Source information Block Start

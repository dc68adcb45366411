//! # carfunnel-core
//!
//! The cascading filter engine for the vehicle search funnel - THE LOGIC.
//!
//! Six dependent stages (manufacturer → model → year → body type →
//! fuel type → location). Each stage's options are looked up using the
//! value chosen one stage upstream; changing a stage invalidates everything
//! after it.
//!
//! ## Components
//!
//! - `registry` - static stage table (endpoints, parameters, placeholders)
//! - `dispatch` - per-stage sequence ledger and lookup body decoding
//! - `render` - option renderer and the `StageView` output port
//! - `controller` - the cascade state machine, sole owner of `store`
//!
//! ## Architectural Constraints
//!
//! - Has NO async, NO network dependencies (pure Rust)
//! - Never initiates a lookup; it reports which one is needed and
//!   judges the completion the driver brings back
//! - A lookup failure is never an error at this layer; it degrades the
//!   affected stage to a disabled placeholder

// =============================================================================
// MODULES
// =============================================================================

pub mod controller;
pub mod dispatch;
pub mod registry;
pub mod render;
pub mod store;
pub mod types;

// =============================================================================
// RE-EXPORTS: Core Types (from types module)
// =============================================================================

pub use types::{
    FilterOption, FunnelError, LookupError, Request, STAGE_COUNT, Sequence, StageId, StageState,
};

// =============================================================================
// RE-EXPORTS: Engine
// =============================================================================

pub use controller::{Cascade, CascadeController};
pub use dispatch::{SequenceLedger, decode_options};
pub use registry::{STAGES, StageDescriptor};
pub use render::{RenderEvent, StageView};
pub use store::{StageSlot, StageSnapshot, StageStore};
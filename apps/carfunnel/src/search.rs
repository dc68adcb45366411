//! # Listing Search URL
//!
//! Turns the funnel's selections into the car listing query the search
//! form submits, e.g. `/cars_list/?make=honda&model=civic`.

use carfunnel_core::{FunnelError, StageDescriptor};
use reqwest::Url;

/// Listing page path on the backend.
pub const LISTING_PATH: &str = "/cars_list/";

/// Build the listing URL for `selections` (funnel order, selected stages only).
pub fn search_url(
    base_url: &str,
    selections: &[(&'static StageDescriptor, &str)],
) -> Result<Url, FunnelError> {
    let listing = format!("{}{}", base_url.trim_end_matches('/'), LISTING_PATH);
    let pairs = selections.iter().map(|(d, v)| (d.search_param, *v));

    let mut url = Url::parse_with_params(&listing, pairs)
        .map_err(|e| FunnelError::Config(format!("Invalid backend URL '{}': {}", base_url, e)))?;
    if url.query() == Some("") {
        url.set_query(None);
    }
    Ok(url)
}
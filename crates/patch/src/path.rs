use serde_json::{Map, Value};

use crate::{PatchError, Result};

/// Splits a dot path into its segments.
///
/// # Errors
///
/// Returns [`PatchError::InvalidPath`] for an empty path or an empty segment.
pub fn segments(path: &str) -> Result<Vec<&str>> {
	let parts: Vec<&str> = path.split('.').collect();
	if parts.iter().any(|s| s.is_empty()) {
		return Err(PatchError::InvalidPath(path.to_string()));
	}
	Ok(parts)
}

/// Resolves `path` against `doc`.
///
/// Returns `None` on any missing or null intermediate, on an array intermediate, and on
/// malformed paths. A null leaf resolves to `Some(Value::Null)`.
pub fn get_by_path<'a>(doc: &'a Value, path: &str) -> Option<&'a Value> {
	let mut current = doc;
	for segment in segments(path).ok()? {
		current = match current {
			Value::Object(map) => map.get(segment)?,
			_ => return None,
		};
	}
	Some(current)
}

/// Writes `value` at `path`, creating empty maps for missing intermediates.
///
/// Mutates `doc` in place; callers wanting immutability pass a clone. An intermediate that
/// holds a scalar or null is replaced by an empty map.
///
/// # Errors
///
/// * [`PatchError::InvalidPath`] for malformed paths.
/// * [`PatchError::RootNotMap`] when `doc` is not a map.
/// * [`PatchError::ArrayTraversal`] when an intermediate is an array. Intermediates created
///   before the failing segment stay in `doc`.
pub fn set_by_path(doc: &mut Value, path: &str, value: Value) -> Result<()> {
	let parts = segments(path)?;
	let Some((leaf, parents)) = parts.split_last() else {
		return Err(PatchError::InvalidPath(path.to_string()));
	};

	let Value::Object(root) = doc else {
		return Err(PatchError::RootNotMap { path: path.to_string() });
	};
	let mut current: &mut Map<String, Value> = root;

	for segment in parents {
		let slot = current
			.entry((*segment).to_string())
			.or_insert_with(|| Value::Object(Map::new()));
		if slot.is_array() {
			return Err(PatchError::ArrayTraversal {
				path: path.to_string(),
				segment: (*segment).to_string(),
			});
		}
		if !slot.is_object() {
			*slot = Value::Object(Map::new());
		}
		current = match slot {
			Value::Object(map) => map,
			_ => unreachable!("slot normalized to a map above"),
		};
	}

	current.insert((*leaf).to_string(), value);
	Ok(())
}
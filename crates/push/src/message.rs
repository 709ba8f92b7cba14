use schemasync_schema::{InstanceId, Patch, Schema};
use serde::Deserialize;
use serde_json::Value;

/// Server to client push frame.
#[derive(Debug, Clone, PartialEq, Deserialize)]
#[serde(tag = "type", rename_all = "snake_case")]
pub enum PushMessage {
	/// Patch for an instance, the socket's own one when `instance_id` is absent.
	Patch {
		/// Target instance.
		#[serde(default)]
		instance_id: Option<InstanceId>,
		/// Server log id of the patch, kept opaque since backends send numbers or strings.
		#[serde(default)]
		patch_id: Option<Value>,
		/// Dot-path updates.
		patch: Patch,
	},
	/// Request to make another instance active.
	SwitchInstance {
		/// Instance to switch to.
		instance_id: InstanceId,
		/// Schema of that instance, saving a fetch.
		#[serde(default)]
		schema: Option<Schema>,
	},
	/// Any other message type.
	#[serde(other)]
	Unknown,
}

impl PushMessage {
	/// Decodes one text frame.
	pub fn parse(text: &str) -> crate::Result<Self> {
		Ok(serde_json::from_str(text)?)
	}
}

/// A pushed patch, resolved against the socket it arrived on.
#[derive(Debug, Clone, PartialEq)]
pub struct PushedPatch {
	/// Instance the socket was opened for.
	pub socket_instance: InstanceId,
	/// Instance the patch targets.
	pub instance_id: InstanceId,
	/// Server log id, when provided.
	pub patch_id: Option<Value>,
	/// Dot-path updates.
	pub patch: Patch,
}

/// A server-initiated instance switch.
#[derive(Debug, Clone, PartialEq)]
pub struct SwitchRequest {
	/// Instance to switch to.
	pub instance_id: InstanceId,
	/// Embedded schema, when the server sent one.
	pub schema: Option<Schema>,
}

/// Receives decoded push messages.
///
/// Called on the socket's supervisor task, one message at a time, so
/// implementations must not block.
pub trait PushHandler: Send + Sync + 'static {
	/// A patch arrived.
	fn on_patch(&self, patch: PushedPatch);

	/// The server asked for an instance switch.
	fn on_switch_instance(&self, request: SwitchRequest);
}
use std::sync::Arc;
use std::sync::atomic::{AtomicU64, Ordering};

use tokio_util::sync::CancellationToken;

/// Monotonic generation clock for supervised lifecycles.
///
/// Cloning shares the counter.
#[derive(Debug, Default, Clone)]
pub struct GenerationClock {
	next: Arc<AtomicU64>,
}

impl GenerationClock {
	/// Creates a new generation clock starting at generation 1.
	pub fn new() -> Self {
		Self::default()
	}

	/// Returns the next generation ID.
	pub fn next(&self) -> u64 {
		self.next.fetch_add(1, Ordering::AcqRel).wrapping_add(1)
	}

	/// Returns the most recently issued generation (0 if none).
	pub fn current(&self) -> u64 {
		self.next.load(Ordering::Acquire)
	}

	/// Returns true when `generation` is the most recently issued one.
	pub fn is_current(&self, generation: u64) -> bool {
		self.current() == generation
	}
}

/// Generation-scoped cancellation token.
#[derive(Debug, Clone)]
pub struct GenerationToken {
	generation: u64,
	cancel: CancellationToken,
}

impl GenerationToken {
	/// Creates a token for `generation` with a fresh cancellation root.
	pub fn new(generation: u64) -> Self {
		Self {
			generation,
			cancel: CancellationToken::new(),
		}
	}

	/// Returns generation ID.
	pub const fn generation(&self) -> u64 {
		self.generation
	}

	/// Returns true when cancellation is requested.
	pub fn is_cancelled(&self) -> bool {
		self.cancel.is_cancelled()
	}

	/// Requests cancellation.
	pub fn cancel(&self) {
		self.cancel.cancel();
	}

	/// Future resolving when cancellation is requested.
	pub async fn cancelled(&self) {
		self.cancel.cancelled().await;
	}

	/// Creates a child token in the same generation.
	pub fn child(&self) -> Self {
		Self {
			generation: self.generation,
			cancel: self.cancel.child_token(),
		}
	}
}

Source information Block End

** Your assignment **
When a line in the listing has the string "Ordering" in it, return that line.

** Task answer **
use std::sync::atomic::{AtomicU64, Ordering};
		self.next.fetch_add(1, Ordering::AcqRel).wrapping_add(1)
		self.next.load(Ordering::Acquire)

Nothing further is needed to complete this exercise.